Según el judaísmo y el cristianismo la fuente de toda la profecía verdadera es YHVH, él la transmite por medio de su Espíritu Santo.

En la Biblia los libros proféticos constituyen uno de los bloques más importantes del Antiguo Testamento. Tanto para la iglesia primitiva como hoy en día es de mucho interés. Los Profetas ejercieron un influjo decisivo en la religión israelí; son libros interesantes, pero difíciles para el lector moderno, pues casi siempre estos se expresan en forma poética, de oráculos o apocalípticos.

El mensaje del profeta hace referencia continua a las circunstancias históricas, políticas, económicas, culturales y religiosas de su tiempo. El profeta no es un adivino, sino un hombre llamado por Dios para transmitir su palabra, para orientar a sus contemporáneos e indicarles el camino recto. Su misión principal es Iluminar el presente con todos sus problemas concretos: injusticias sociales, política interior y exterior, corrupción religiosa, desesperanza y escepticismo.

Poco después de la caída de Babilonia, Ciro rey de Persia, firmó un decreto, revirtiendo la política de desarraigar de su hogar a los pueblos conquistados (una práctica de los asirios y de los babilónicos de casi dos siglos). Ciro favoreció al pueblo judío y a otros pueblos cautivos con una proclamación en que se les permitía volver a su tierra natal.

Los judíos vuelven con mucho optimismo y alegría y comenzaron la tremenda tarea de la reconstrucción del país. Erigieron el altar y reconstruyeron el culto de Jerusalén. Pero el optimismo pronto dio paso al desaliento; los pobladores que estaban mezclados, como los samaritanos veían a los judíos como vecinos hostiles y fueron víctima de odios, lo que causo el abandono de la reconstrucción del templo por un tiempo. Es hasta el reinado de Darío (520 a. C.) que los judíos tuvieron las condiciones de renovar sus esfuerzos.

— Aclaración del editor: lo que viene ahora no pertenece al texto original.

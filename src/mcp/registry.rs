//! DashMap-based session registry for the MCP host.
//!
//! The registry is constructed by the binary and shared with every MCP
//! connection through an `Arc`. Each session sits behind its own
//! `tokio::sync::Mutex`, so calls on one session run one at a time in arrival
//! order while different sessions proceed independently.

use std::sync::Arc;

use dashmap::DashMap;
use tokio::sync::Mutex;

use crate::session::Session;

use super::types::SessionInfo;

/// A session plus the metadata shown in listings.
pub struct RegisteredSession {
    pub name: Option<String>,
    pub host: String,
    pub username: String,
    pub connected_at: String,
    pub session: Mutex<Session>,
}

impl RegisteredSession {
    /// Snapshot for listings. A session that is running a command reports
    /// `busy` instead of waiting for it.
    pub fn info(&self, session_id: &str) -> SessionInfo {
        let mut info = SessionInfo {
            session_id: session_id.to_string(),
            name: self.name.clone(),
            host: self.host.clone(),
            username: self.username.clone(),
            connected_at: self.connected_at.clone(),
            state: None,
            working_directory: None,
            interactive: false,
            busy: true,
        };
        if let Ok(session) = self.session.try_lock() {
            info.state = Some(session.state());
            info.working_directory = Some(session.working_directory().to_string());
            info.interactive = session.has_interactive_channel();
            info.busy = false;
        }
        info
    }
}

/// Sessions by id.
#[derive(Default)]
pub struct SessionRegistry {
    sessions: DashMap<String, Arc<RegisteredSession>>,
}

impl SessionRegistry {
    pub fn new() -> Self {
        Self::default()
    }

    /// Register a connected session under its own id.
    pub fn insert(&self, session: Session, name: Option<String>) -> String {
        let session_id = session.id().to_string();
        let entry = RegisteredSession {
            name,
            host: session.config().address(),
            username: session.config().username.clone(),
            connected_at: chrono::Utc::now().to_rfc3339(),
            session: Mutex::new(session),
        };
        self.sessions.insert(session_id.clone(), Arc::new(entry));
        session_id
    }

    pub fn get(&self, session_id: &str) -> Result<Arc<RegisteredSession>, String> {
        self.sessions
            .get(session_id)
            .map(|entry| entry.value().clone())
            .ok_or_else(|| format!("No active SSH session with ID: {}", session_id))
    }

    pub fn remove(&self, session_id: &str) -> Option<Arc<RegisteredSession>> {
        self.sessions.remove(session_id).map(|(_, entry)| entry)
    }

    pub fn list(&self) -> Vec<SessionInfo> {
        let mut sessions: Vec<SessionInfo> = self
            .sessions
            .iter()
            .map(|entry| entry.value().info(entry.key()))
            .collect();
        sessions.sort_by(|a, b| a.connected_at.cmp(&b.connected_at));
        sessions
    }

    pub fn len(&self) -> usize {
        self.sessions.len()
    }

    pub fn is_empty(&self) -> bool {
        self.sessions.is_empty()
    }
}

Jerusalén y el Templo son el punto de enlace con la historia de salvación. Zacarías y Ageo son unos de los profetas de la reconstrucción de Israel al retorno del exilio. Con Ageo comienza una nueva era. Antes del destierro, los profetas anuncian el castigo; durante el exilio, los profetas son los consoladores del pueblo. A la vuelta del exilio, los profetas llaman al pueblo a la reconstrucción del templo y de la comunidad de Israel. Ageo es el primero en invitar a los repatriados a reconstruir el Templo: El Templo está en ruinas, su reconstrucción garantizará la presencia de Dios y la prosperidad del pueblo (Ag 1-3). Zacarías anuncia el comienzo de la nueva era de salvación, puesta bajo el signo del Templo reconstruido. De nuevo la tierra es santa en torno al Templo y el pueblo tiene a Dios en medio de ellos.

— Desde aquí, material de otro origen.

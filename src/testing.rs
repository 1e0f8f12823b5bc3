//! In-memory transport doubles shared by the unit tests.
//!
//! [`FakeShell`] simulates just enough of a POSIX login shell to exercise the
//! framing protocol: it echoes input lines, understands the sentinel setup
//! line, tracks a working directory for `cd`/`pwd` and replays scripted
//! [`Behavior`]s for everything else. Unknown commands fail with exit 127.

use std::collections::{HashMap, VecDeque};
use std::sync::atomic::{AtomicBool, AtomicUsize, Ordering};
use std::sync::{Arc, Mutex};
use std::time::Duration;

use async_trait::async_trait;

use crate::auth::Credentials;
use crate::config::{AuthMethod, ConnectionConfig};
use crate::error::SessionError;
use crate::session::Session;
use crate::session::transport::{Connector, ExecOutput, InteractiveChannel, Transport};

pub(crate) const HOME: &str = "/home/tester";

/// What a scripted command does.
#[derive(Debug, Clone)]
pub(crate) enum Behavior {
    Output {
        stdout: String,
        stderr: String,
        exit: i32,
    },
    /// Print `partial` and never finish
    Hang { partial: String },
    /// Print `partial`, then finish with `tail` only once the next line is
    /// written
    Late {
        partial: String,
        tail: String,
        exit: i32,
    },
    /// Drop the channel or connection
    Disconnect,
}

impl Behavior {
    pub(crate) fn ok(stdout: &str) -> Self {
        Behavior::Output {
            stdout: stdout.to_string(),
            stderr: String::new(),
            exit: 0,
        }
    }

    pub(crate) fn fail(stderr: &str, exit: i32) -> Self {
        Behavior::Output {
            stdout: String::new(),
            stderr: stderr.to_string(),
            exit,
        }
    }
}

/// Static description of the simulated host.
#[derive(Debug, Clone)]
pub(crate) struct ShellScript {
    pub banner: String,
    pub commands: HashMap<String, Behavior>,
    /// Wrap output lines in SGR color codes
    pub colorize: bool,
    /// Deliver replies in chunks of this many bytes
    pub chunk_size: Option<usize>,
    /// Never print a prompt after the setup line
    pub mute_prompt: bool,
    /// Echo input lines wrapped at this many columns
    pub echo_width: Option<usize>,
}

impl Default for ShellScript {
    fn default() -> Self {
        Self {
            banner: "Welcome to fakehost\r\nLast login: never\r\n$ ".to_string(),
            commands: HashMap::new(),
            colorize: false,
            chunk_size: None,
            mute_prompt: false,
            echo_width: None,
        }
    }
}

impl ShellScript {
    pub(crate) fn with(mut self, command: &str, behavior: Behavior) -> Self {
        self.commands.insert(command.to_string(), behavior);
        self
    }
}

/// Mutable state of one simulated shell.
pub(crate) struct FakeShell {
    script: ShellScript,
    cwd: String,
    prompt: String,
    /// Output of a [`Behavior::Late`] command still to be printed
    deferred: Option<String>,
}

fn unquote(word: &str) -> String {
    word.replace('\'', "")
}

impl FakeShell {
    pub(crate) fn new(script: ShellScript) -> Self {
        Self {
            script,
            cwd: HOME.to_string(),
            prompt: "$ ".to_string(),
            deferred: None,
        }
    }

    fn resolve(&self, target: &str) -> String {
        let target = unquote(target.trim());
        let base = if target.is_empty() || target == "~" {
            return HOME.to_string();
        } else if let Some(rest) = target.strip_prefix("~/") {
            format!("{}/{}", HOME, rest)
        } else if target.starts_with('/') {
            target
        } else {
            format!("{}/{}", self.cwd, target)
        };

        let mut parts: Vec<&str> = Vec::new();
        for part in base.split('/') {
            match part {
                "" | "." => {}
                ".." => {
                    parts.pop();
                }
                other => parts.push(other),
            }
        }
        format!("/{}", parts.join("/"))
    }

    /// Run one command in the simulated shell.
    pub(crate) fn run(&mut self, command: &str) -> Behavior {
        let command = command.trim();
        if command == "pwd" {
            return Behavior::ok(&self.cwd);
        }
        if command == "cd" || command.starts_with("cd ") {
            let target = self.resolve(command.strip_prefix("cd").unwrap_or_default());
            if target.contains("missing") {
                return Behavior::fail(
                    &format!("bash: cd: {}: No such file or directory", target),
                    1,
                );
            }
            self.cwd = target;
            return Behavior::ok("");
        }
        if let Some(behavior) = self.script.commands.get(command) {
            return behavior.clone();
        }
        let name = command.split_whitespace().next().unwrap_or_default();
        Behavior::fail(&format!("bash: {}: command not found", name), 127)
    }

    fn paint(&self, line: &str) -> String {
        if self.script.colorize && !line.is_empty() {
            format!("\x1b[01;32m{}\x1b[0m", line)
        } else {
            line.to_string()
        }
    }

    fn prompt_bytes(&self) -> String {
        if self.script.colorize {
            format!("\x1b]0;tester@fakehost\x07{}", self.prompt)
        } else {
            self.prompt.clone()
        }
    }

    fn echo(&self, line: &str) -> String {
        match self.script.echo_width {
            Some(width) => {
                let chars: Vec<char> = line.chars().collect();
                chars
                    .chunks(width.max(1))
                    .map(|c| c.iter().collect::<String>())
                    .collect::<Vec<_>>()
                    .join("\r\n")
            }
            None => line.to_string(),
        }
    }

    /// Terminal output for one input line, and whether the channel closes.
    fn respond(&mut self, line: &str) -> (String, bool) {
        let line = line.trim_end_matches('\n');
        let mut out = self.deferred.take().unwrap_or_default();
        out.push_str(&format!("{}\r\n", self.echo(line)));

        if let Some(ps1) = line.split("PS1=").nth(1) {
            self.prompt = unquote(ps1.split(';').next().unwrap_or_default());
            if !self.script.mute_prompt {
                out.push_str(&self.prompt_bytes());
            }
            return (out, false);
        }

        let Some((start, rest)) = line.split_once("; ") else {
            out.push_str(&self.prompt_bytes());
            return (out, false);
        };
        let Some((command, end)) = rest.rsplit_once("; echo ") else {
            out.push_str(&self.prompt_bytes());
            return (out, false);
        };
        let start = unquote(start.trim_start_matches("echo "));
        let end = unquote(end.trim_end_matches(" $?"));

        out.push_str(&format!("{}\r\n", start));
        match self.run(command) {
            Behavior::Output {
                stdout,
                stderr,
                exit,
            } => {
                for text in [stdout, stderr] {
                    for payload in text.lines() {
                        out.push_str(&self.paint(payload));
                        out.push_str("\r\n");
                    }
                }
                out.push_str(&format!("{} {}\r\n", end, exit));
                out.push_str(&self.prompt_bytes());
                (out, false)
            }
            Behavior::Hang { partial } => {
                for payload in partial.lines() {
                    out.push_str(&format!("{}\r\n", payload));
                }
                (out, false)
            }
            Behavior::Late {
                partial,
                tail,
                exit,
            } => {
                for payload in partial.lines() {
                    out.push_str(&format!("{}\r\n", payload));
                }
                let mut later = String::new();
                for payload in tail.lines() {
                    later.push_str(&format!("{}\r\n", payload));
                }
                later.push_str(&format!("{} {}\r\n", end, exit));
                later.push_str(&self.prompt_bytes());
                self.deferred = Some(later);
                (out, false)
            }
            Behavior::Disconnect => (out, true),
        }
    }
}

/// PTY double driven by a [`FakeShell`].
pub(crate) struct ScriptedChannel {
    shell: FakeShell,
    pending: VecDeque<Vec<u8>>,
    closed: bool,
    log: Arc<Mutex<Vec<String>>>,
}

impl ScriptedChannel {
    pub(crate) fn new(script: ShellScript, log: Arc<Mutex<Vec<String>>>) -> Self {
        let mut channel = Self {
            pending: VecDeque::new(),
            closed: false,
            log,
            shell: FakeShell::new(script),
        };
        let banner = channel.shell.script.banner.clone();
        channel.push(&banner);
        channel
    }

    fn push(&mut self, text: &str) {
        let bytes = text.as_bytes();
        match self.shell.script.chunk_size {
            Some(size) => self
                .pending
                .extend(bytes.chunks(size.max(1)).map(<[u8]>::to_vec)),
            None if !bytes.is_empty() => self.pending.push_back(bytes.to_vec()),
            None => {}
        }
    }
}

#[async_trait]
impl InteractiveChannel for ScriptedChannel {
    async fn write(&mut self, data: &[u8]) -> Result<(), SessionError> {
        if self.closed {
            return Err(SessionError::Channel("write on closed channel".to_string()));
        }
        let line = String::from_utf8_lossy(data).into_owned();
        self.log
            .lock()
            .expect("log lock")
            .push(format!("shell: {}", line.trim_end()));
        let (reply, close) = self.shell.respond(&line);
        self.push(&reply);
        self.closed = close;
        Ok(())
    }

    async fn read(&mut self) -> Option<Vec<u8>> {
        if let Some(chunk) = self.pending.pop_front() {
            return Some(chunk);
        }
        if self.closed {
            return None;
        }
        std::future::pending::<()>().await;
        None
    }

    async fn close(&mut self) -> Result<(), SessionError> {
        self.closed = true;
        Ok(())
    }
}

/// Transport double: one-shot commands and PTY channels share a script.
pub(crate) struct FakeTransport {
    script: ShellScript,
    log: Arc<Mutex<Vec<String>>>,
    opened: Arc<AtomicUsize>,
    disconnected: Arc<AtomicBool>,
}

impl FakeTransport {
    fn run_composed(&self, composed: &str) -> Result<ExecOutput, SessionError> {
        let mut shell = FakeShell::new(self.script.clone());
        let (dir, rest) = composed
            .strip_prefix("cd ")
            .and_then(|s| s.split_once(" && "))
            .unwrap_or(("~", composed));
        shell.cwd = shell.resolve(dir);

        let (command, then_pwd) = match rest.strip_suffix(" && pwd") {
            Some(cd) => (cd, true),
            None => (rest, false),
        };

        match shell.run(command) {
            Behavior::Output {
                mut stdout,
                stderr,
                exit,
            } => {
                if then_pwd && exit == 0 {
                    stdout = format!("{}\n", shell.cwd);
                }
                Ok(ExecOutput {
                    stdout,
                    stderr,
                    exit_code: exit,
                    timed_out: false,
                })
            }
            Behavior::Hang { partial } | Behavior::Late { partial, .. } => Ok(ExecOutput {
                stdout: partial,
                stderr: String::new(),
                exit_code: -1,
                timed_out: true,
            }),
            Behavior::Disconnect => Err(SessionError::Transport("connection reset by peer".to_string())),
        }
    }
}

#[async_trait]
impl Transport for FakeTransport {
    async fn run_once(&self, command: &str, timeout: Duration) -> Result<ExecOutput, SessionError> {
        self.log
            .lock()
            .expect("log lock")
            .push(format!("exec: {}", command));
        let output = self.run_composed(command)?;
        if output.timed_out {
            tokio::time::sleep(timeout).await;
        }
        Ok(output)
    }

    async fn open_interactive(
        &self,
        term: &str,
        cols: u32,
        rows: u32,
    ) -> Result<Box<dyn InteractiveChannel>, SessionError> {
        self.opened.fetch_add(1, Ordering::SeqCst);
        self.log
            .lock()
            .expect("log lock")
            .push(format!("pty: {} {}x{}", term, cols, rows));
        Ok(Box::new(ScriptedChannel::new(
            self.script.clone(),
            self.log.clone(),
        )))
    }

    async fn disconnect(&self) -> Result<(), SessionError> {
        self.disconnected.store(true, Ordering::SeqCst);
        Ok(())
    }
}

/// Connector double handing out [`FakeTransport`]s.
#[derive(Clone, Default)]
pub(crate) struct FakeConnector {
    pub script: ShellScript,
    pub log: Arc<Mutex<Vec<String>>>,
    pub opened: Arc<AtomicUsize>,
    pub disconnected: Arc<AtomicBool>,
    pub credentials_seen: Arc<Mutex<Vec<Credentials>>>,
    pub refuse: bool,
}

impl FakeConnector {
    pub(crate) fn new(script: ShellScript) -> Self {
        Self {
            script,
            ..Default::default()
        }
    }

    pub(crate) fn refusing() -> Self {
        Self {
            refuse: true,
            ..Default::default()
        }
    }

    pub(crate) fn entries(&self) -> Vec<String> {
        self.log.lock().expect("log lock").clone()
    }

    pub(crate) fn shell_writes(&self) -> Vec<String> {
        self.entries()
            .into_iter()
            .filter_map(|e| e.strip_prefix("shell: ").map(str::to_string))
            .collect()
    }

    pub(crate) fn execs(&self) -> Vec<String> {
        self.entries()
            .into_iter()
            .filter_map(|e| e.strip_prefix("exec: ").map(str::to_string))
            .collect()
    }
}

#[async_trait]
impl Connector for FakeConnector {
    async fn connect(
        &self,
        config: &ConnectionConfig,
        credentials: Credentials,
    ) -> Result<Box<dyn Transport>, SessionError> {
        if self.refuse {
            return Err(SessionError::Connection(format!(
                "connection refused by {}",
                config.address()
            )));
        }
        self.credentials_seen
            .lock()
            .expect("credentials lock")
            .push(credentials);
        Ok(Box::new(FakeTransport {
            script: self.script.clone(),
            log: self.log.clone(),
            opened: self.opened.clone(),
            disconnected: self.disconnected.clone(),
        }))
    }
}

pub(crate) fn test_config() -> ConnectionConfig {
    ConnectionConfig::new("fakehost", 22, "tester", AuthMethod::Agent)
}

/// A connected session on `connector`.
pub(crate) async fn connected(connector: &FakeConnector) -> Session {
    let credentials = crate::auth::StaticCredentials(Credentials::default());
    Session::connect(connector, test_config(), &credentials)
        .await
        .expect("fake connect")
}

/// A session with an initialized interactive channel.
pub(crate) async fn interactive(connector: &FakeConnector) -> Session {
    let mut session = connected(connector).await;
    session
        .initialize_interactive(Duration::from_secs(5))
        .await
        .expect("fake shell init");
    session
}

Ageo y Zacarías dieron mucha importancia a una obra tan exterior como la erección del templo; sin embargo, hay que recordar que en las condiciones de los que "volvían" del destierro babilónico, los judíos tenían necesidad, experimentada sobre todo por las personas más significativas, de encontrar su identidad. Además hay que tener presente que estos "retornados" (sacerdotes y laicos) estaban diversamente compenetrados por el espíritu ritualista del gran profeta Ezequiel y que renunciar a la reconstrucción del templo hubiera sido una bancarrota de la fe y de las esperanzas de los "retornados", aunque las dificultades eran muchas.